## Material for this task
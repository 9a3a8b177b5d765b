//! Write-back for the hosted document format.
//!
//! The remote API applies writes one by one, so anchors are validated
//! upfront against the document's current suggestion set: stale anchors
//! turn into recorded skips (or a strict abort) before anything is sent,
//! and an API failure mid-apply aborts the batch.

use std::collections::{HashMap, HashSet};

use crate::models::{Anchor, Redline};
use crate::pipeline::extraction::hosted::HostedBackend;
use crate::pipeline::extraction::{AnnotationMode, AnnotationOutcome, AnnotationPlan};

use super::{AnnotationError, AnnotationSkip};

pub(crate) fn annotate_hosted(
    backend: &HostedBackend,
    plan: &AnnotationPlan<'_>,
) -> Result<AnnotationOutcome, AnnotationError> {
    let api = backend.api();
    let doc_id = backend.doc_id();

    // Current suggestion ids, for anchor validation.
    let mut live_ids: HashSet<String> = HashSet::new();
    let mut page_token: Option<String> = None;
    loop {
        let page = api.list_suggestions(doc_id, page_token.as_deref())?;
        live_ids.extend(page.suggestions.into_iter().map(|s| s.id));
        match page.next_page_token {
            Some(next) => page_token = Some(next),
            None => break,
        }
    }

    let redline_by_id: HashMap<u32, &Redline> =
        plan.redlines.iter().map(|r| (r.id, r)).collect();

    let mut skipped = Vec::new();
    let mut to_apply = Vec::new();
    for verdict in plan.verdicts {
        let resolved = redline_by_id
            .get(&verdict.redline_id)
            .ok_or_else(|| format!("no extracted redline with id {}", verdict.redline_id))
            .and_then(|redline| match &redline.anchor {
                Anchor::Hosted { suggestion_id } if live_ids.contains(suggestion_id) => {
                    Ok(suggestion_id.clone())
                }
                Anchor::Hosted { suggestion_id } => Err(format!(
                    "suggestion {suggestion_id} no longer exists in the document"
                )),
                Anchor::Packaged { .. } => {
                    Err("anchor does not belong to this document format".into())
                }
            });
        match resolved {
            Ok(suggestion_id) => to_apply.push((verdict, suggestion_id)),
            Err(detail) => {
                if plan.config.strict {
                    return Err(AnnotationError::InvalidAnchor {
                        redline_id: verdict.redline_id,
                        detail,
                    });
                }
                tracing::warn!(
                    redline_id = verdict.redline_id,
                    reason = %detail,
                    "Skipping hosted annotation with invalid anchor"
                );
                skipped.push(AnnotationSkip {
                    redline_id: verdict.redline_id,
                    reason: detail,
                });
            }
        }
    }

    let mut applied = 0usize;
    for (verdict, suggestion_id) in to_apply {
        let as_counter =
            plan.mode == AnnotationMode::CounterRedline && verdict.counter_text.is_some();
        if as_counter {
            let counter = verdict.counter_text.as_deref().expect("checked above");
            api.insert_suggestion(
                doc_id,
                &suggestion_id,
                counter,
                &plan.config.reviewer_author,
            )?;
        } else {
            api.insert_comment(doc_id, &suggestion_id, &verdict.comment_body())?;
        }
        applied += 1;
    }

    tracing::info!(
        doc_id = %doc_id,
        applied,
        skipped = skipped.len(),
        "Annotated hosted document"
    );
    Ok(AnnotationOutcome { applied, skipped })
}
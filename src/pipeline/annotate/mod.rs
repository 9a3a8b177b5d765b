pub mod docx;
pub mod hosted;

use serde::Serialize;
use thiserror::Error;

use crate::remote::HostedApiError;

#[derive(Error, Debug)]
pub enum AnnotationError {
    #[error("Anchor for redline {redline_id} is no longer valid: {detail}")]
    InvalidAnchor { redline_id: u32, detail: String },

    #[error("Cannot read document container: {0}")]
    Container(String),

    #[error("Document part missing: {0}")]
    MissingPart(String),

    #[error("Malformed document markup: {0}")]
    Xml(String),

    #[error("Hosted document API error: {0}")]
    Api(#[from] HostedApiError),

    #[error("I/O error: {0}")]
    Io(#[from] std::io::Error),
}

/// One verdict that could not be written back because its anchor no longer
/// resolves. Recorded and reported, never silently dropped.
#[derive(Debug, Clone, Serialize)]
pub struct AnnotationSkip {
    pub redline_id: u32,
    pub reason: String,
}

--

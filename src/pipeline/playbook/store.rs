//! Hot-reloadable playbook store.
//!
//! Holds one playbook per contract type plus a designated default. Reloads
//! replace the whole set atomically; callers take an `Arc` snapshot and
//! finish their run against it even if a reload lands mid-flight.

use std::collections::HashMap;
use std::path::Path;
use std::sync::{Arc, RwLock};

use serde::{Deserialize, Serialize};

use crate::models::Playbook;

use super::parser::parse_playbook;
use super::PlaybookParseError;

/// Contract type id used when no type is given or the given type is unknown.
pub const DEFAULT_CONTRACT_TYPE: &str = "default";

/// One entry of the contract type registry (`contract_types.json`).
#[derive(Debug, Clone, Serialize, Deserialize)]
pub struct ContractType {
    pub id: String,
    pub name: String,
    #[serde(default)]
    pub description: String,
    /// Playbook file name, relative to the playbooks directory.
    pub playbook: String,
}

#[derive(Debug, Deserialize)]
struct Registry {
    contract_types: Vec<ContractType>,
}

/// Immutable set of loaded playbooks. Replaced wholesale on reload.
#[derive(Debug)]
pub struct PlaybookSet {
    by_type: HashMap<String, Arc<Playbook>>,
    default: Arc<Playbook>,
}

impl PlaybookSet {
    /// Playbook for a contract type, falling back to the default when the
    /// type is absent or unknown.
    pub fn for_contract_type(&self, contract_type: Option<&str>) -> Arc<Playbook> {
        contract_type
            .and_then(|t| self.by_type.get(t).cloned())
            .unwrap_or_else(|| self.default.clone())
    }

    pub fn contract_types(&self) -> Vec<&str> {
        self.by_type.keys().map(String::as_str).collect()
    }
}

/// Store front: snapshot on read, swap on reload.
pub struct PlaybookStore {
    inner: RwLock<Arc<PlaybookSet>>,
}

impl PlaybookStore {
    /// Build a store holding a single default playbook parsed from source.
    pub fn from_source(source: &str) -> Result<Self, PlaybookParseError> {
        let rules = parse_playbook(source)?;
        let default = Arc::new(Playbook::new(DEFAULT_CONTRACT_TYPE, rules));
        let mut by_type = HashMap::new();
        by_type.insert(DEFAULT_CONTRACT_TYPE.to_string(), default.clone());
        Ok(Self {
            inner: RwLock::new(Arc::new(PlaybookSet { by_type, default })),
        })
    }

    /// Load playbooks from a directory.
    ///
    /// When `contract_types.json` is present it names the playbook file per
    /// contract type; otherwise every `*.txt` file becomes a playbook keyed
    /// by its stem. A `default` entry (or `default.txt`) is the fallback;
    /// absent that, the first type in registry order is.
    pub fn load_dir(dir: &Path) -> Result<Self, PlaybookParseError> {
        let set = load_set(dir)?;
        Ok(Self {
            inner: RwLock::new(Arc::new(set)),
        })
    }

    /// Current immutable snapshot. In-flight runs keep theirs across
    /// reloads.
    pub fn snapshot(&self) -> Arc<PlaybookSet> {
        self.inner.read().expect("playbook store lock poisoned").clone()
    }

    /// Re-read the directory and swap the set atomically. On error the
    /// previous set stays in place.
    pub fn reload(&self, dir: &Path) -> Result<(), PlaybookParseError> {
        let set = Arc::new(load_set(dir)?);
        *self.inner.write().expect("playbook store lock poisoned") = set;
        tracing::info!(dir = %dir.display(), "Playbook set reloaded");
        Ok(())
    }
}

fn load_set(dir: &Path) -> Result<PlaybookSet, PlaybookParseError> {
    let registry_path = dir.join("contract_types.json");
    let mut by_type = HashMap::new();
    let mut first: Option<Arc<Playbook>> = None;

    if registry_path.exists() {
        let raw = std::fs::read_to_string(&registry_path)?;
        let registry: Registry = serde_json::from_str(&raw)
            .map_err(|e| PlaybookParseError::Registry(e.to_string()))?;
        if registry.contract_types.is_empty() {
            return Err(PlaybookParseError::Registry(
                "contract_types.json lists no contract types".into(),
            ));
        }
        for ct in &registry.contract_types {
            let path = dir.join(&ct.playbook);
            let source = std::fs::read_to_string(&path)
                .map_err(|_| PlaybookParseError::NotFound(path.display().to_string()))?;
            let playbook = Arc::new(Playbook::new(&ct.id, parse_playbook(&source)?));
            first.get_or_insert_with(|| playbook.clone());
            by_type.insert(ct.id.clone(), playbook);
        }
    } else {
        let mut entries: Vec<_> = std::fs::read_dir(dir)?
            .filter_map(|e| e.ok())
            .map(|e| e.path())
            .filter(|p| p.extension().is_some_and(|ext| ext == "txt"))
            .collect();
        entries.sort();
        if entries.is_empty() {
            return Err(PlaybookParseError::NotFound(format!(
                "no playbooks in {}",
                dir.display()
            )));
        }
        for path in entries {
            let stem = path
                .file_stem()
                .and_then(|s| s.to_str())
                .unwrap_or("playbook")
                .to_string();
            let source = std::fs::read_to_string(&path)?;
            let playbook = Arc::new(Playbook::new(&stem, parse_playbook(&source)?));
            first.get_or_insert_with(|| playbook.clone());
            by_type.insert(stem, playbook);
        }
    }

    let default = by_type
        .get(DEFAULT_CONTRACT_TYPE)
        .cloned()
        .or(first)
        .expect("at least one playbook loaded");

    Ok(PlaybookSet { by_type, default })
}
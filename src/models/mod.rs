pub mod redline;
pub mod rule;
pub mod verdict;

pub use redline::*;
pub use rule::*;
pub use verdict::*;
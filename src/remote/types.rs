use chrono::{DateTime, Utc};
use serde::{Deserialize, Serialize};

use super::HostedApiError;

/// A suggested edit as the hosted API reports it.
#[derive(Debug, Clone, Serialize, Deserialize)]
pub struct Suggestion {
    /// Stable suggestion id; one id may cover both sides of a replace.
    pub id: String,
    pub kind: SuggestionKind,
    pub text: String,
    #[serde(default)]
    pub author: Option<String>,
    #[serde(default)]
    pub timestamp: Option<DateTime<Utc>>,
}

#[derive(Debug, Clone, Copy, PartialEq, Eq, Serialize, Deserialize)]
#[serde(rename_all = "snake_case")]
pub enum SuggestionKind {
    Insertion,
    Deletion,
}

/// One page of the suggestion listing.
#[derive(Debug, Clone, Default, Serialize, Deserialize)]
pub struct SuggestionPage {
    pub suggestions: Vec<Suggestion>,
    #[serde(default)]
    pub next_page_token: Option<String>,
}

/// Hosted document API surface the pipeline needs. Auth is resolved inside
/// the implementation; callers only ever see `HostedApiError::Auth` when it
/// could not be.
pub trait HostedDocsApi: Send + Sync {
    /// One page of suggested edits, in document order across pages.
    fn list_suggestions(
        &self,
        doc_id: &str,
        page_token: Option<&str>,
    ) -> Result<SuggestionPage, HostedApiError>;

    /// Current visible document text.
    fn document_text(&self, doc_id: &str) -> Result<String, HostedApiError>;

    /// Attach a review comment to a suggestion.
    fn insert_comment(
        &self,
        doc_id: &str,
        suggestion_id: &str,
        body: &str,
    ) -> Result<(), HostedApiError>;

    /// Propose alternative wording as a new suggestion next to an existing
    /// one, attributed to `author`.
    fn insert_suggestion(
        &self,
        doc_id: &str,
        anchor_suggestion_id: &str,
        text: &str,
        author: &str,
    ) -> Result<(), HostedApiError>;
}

---

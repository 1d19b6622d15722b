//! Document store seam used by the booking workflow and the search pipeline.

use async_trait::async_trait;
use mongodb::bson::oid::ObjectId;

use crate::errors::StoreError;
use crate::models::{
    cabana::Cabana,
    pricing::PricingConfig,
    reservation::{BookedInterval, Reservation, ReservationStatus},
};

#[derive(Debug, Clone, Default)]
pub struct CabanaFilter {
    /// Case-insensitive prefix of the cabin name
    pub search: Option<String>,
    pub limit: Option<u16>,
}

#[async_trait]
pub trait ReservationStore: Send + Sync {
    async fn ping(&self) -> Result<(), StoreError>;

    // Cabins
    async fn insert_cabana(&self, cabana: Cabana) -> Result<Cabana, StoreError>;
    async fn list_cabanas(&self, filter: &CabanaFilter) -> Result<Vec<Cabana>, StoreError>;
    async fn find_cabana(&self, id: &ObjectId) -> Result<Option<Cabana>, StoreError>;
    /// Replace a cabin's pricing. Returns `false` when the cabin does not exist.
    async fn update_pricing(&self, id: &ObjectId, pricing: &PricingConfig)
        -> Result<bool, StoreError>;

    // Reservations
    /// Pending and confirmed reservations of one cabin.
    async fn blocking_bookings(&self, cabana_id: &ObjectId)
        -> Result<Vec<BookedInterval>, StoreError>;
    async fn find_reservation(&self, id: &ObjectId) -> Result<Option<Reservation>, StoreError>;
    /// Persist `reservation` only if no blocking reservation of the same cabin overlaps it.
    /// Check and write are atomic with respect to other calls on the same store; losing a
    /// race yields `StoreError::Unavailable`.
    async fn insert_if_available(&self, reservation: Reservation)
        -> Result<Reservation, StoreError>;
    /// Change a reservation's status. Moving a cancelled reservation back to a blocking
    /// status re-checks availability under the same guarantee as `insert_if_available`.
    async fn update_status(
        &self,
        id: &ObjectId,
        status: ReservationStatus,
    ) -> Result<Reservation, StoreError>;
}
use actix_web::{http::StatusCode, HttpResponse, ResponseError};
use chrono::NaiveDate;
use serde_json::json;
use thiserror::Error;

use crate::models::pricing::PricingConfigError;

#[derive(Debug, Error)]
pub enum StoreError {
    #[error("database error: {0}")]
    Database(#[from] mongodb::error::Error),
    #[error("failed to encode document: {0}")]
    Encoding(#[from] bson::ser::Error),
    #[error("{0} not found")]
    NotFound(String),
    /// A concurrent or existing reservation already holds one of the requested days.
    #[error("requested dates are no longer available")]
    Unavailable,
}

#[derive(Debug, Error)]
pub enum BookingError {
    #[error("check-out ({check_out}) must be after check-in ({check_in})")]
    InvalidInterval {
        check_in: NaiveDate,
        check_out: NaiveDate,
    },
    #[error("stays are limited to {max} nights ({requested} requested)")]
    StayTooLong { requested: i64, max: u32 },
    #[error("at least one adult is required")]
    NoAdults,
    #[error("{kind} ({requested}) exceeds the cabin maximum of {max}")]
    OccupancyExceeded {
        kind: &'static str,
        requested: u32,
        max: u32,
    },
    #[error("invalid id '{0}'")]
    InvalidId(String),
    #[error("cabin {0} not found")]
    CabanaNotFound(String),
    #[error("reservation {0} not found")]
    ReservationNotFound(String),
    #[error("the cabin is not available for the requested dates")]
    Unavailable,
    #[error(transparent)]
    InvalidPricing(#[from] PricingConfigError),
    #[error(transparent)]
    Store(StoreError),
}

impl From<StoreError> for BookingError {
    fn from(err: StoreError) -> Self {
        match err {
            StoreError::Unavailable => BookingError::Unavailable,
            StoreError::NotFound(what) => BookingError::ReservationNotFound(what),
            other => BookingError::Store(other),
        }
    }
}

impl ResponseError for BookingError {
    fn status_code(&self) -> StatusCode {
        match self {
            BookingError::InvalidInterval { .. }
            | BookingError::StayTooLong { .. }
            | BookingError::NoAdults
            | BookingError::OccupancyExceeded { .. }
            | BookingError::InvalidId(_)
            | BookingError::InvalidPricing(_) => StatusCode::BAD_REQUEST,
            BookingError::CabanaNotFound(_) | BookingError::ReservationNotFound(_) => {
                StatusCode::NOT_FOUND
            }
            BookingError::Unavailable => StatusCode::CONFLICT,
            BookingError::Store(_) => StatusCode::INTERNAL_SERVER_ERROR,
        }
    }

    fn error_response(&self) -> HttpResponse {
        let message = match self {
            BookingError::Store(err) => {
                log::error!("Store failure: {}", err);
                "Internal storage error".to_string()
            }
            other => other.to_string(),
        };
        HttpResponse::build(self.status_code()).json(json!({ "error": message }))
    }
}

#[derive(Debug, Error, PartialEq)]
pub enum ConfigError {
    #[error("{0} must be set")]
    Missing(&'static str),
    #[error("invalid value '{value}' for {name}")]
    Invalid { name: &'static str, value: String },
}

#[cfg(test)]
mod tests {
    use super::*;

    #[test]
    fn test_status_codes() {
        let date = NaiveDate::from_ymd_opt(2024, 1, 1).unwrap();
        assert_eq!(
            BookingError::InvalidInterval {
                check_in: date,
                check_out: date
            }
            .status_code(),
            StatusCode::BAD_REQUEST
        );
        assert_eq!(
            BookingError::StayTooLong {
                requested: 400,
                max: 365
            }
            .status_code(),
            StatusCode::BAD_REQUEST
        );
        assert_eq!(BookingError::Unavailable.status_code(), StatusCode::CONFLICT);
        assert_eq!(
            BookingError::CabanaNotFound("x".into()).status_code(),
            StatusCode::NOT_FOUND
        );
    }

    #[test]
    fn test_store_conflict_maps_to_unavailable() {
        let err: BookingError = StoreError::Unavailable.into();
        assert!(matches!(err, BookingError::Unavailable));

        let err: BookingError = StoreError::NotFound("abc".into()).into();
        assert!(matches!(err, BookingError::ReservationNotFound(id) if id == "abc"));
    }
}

## Exercise
Print exactly the lines above from the one with "let source = std::fs::read_to_string(&path)?;" to the one with "is resolved inside", including both.

## Expected answer
            let source = std::fs::read_to_string(&path)?;
            let playbook = Arc::new(Playbook::new(&stem, parse_playbook(&source)?));
            first.get_or_insert_with(|| playbook.clone());
            by_type.insert(stem, playbook);
        }
    }

    let default = by_type
        .get(DEFAULT_CONTRACT_TYPE)
        .cloned()
        .or(first)
        .expect("at least one playbook loaded");

    Ok(PlaybookSet { by_type, default })
}
filename src/models/mod.rs
pub mod redline;
pub mod rule;
pub mod verdict;

pub use redline::*;
pub use rule::*;
pub use verdict::*;
filename src/remote/types.rs
use chrono::{DateTime, Utc};
use serde::{Deserialize, Serialize};

use super::HostedApiError;

/// A suggested edit as the hosted API reports it.
#[derive(Debug, Clone, Serialize, Deserialize)]
pub struct Suggestion {
    /// Stable suggestion id; one id may cover both sides of a replace.
    pub id: String,
    pub kind: SuggestionKind,
    pub text: String,
    #[serde(default)]
    pub author: Option<String>,
    #[serde(default)]
    pub timestamp: Option<DateTime<Utc>>,
}

#[derive(Debug, Clone, Copy, PartialEq, Eq, Serialize, Deserialize)]
#[serde(rename_all = "snake_case")]
pub enum SuggestionKind {
    Insertion,
    Deletion,
}

/// One page of the suggestion listing.
#[derive(Debug, Clone, Default, Serialize, Deserialize)]
pub struct SuggestionPage {
    pub suggestions: Vec<Suggestion>,
    #[serde(default)]
    pub next_page_token: Option<String>,
}

/// Hosted document API surface the pipeline needs. Auth is resolved inside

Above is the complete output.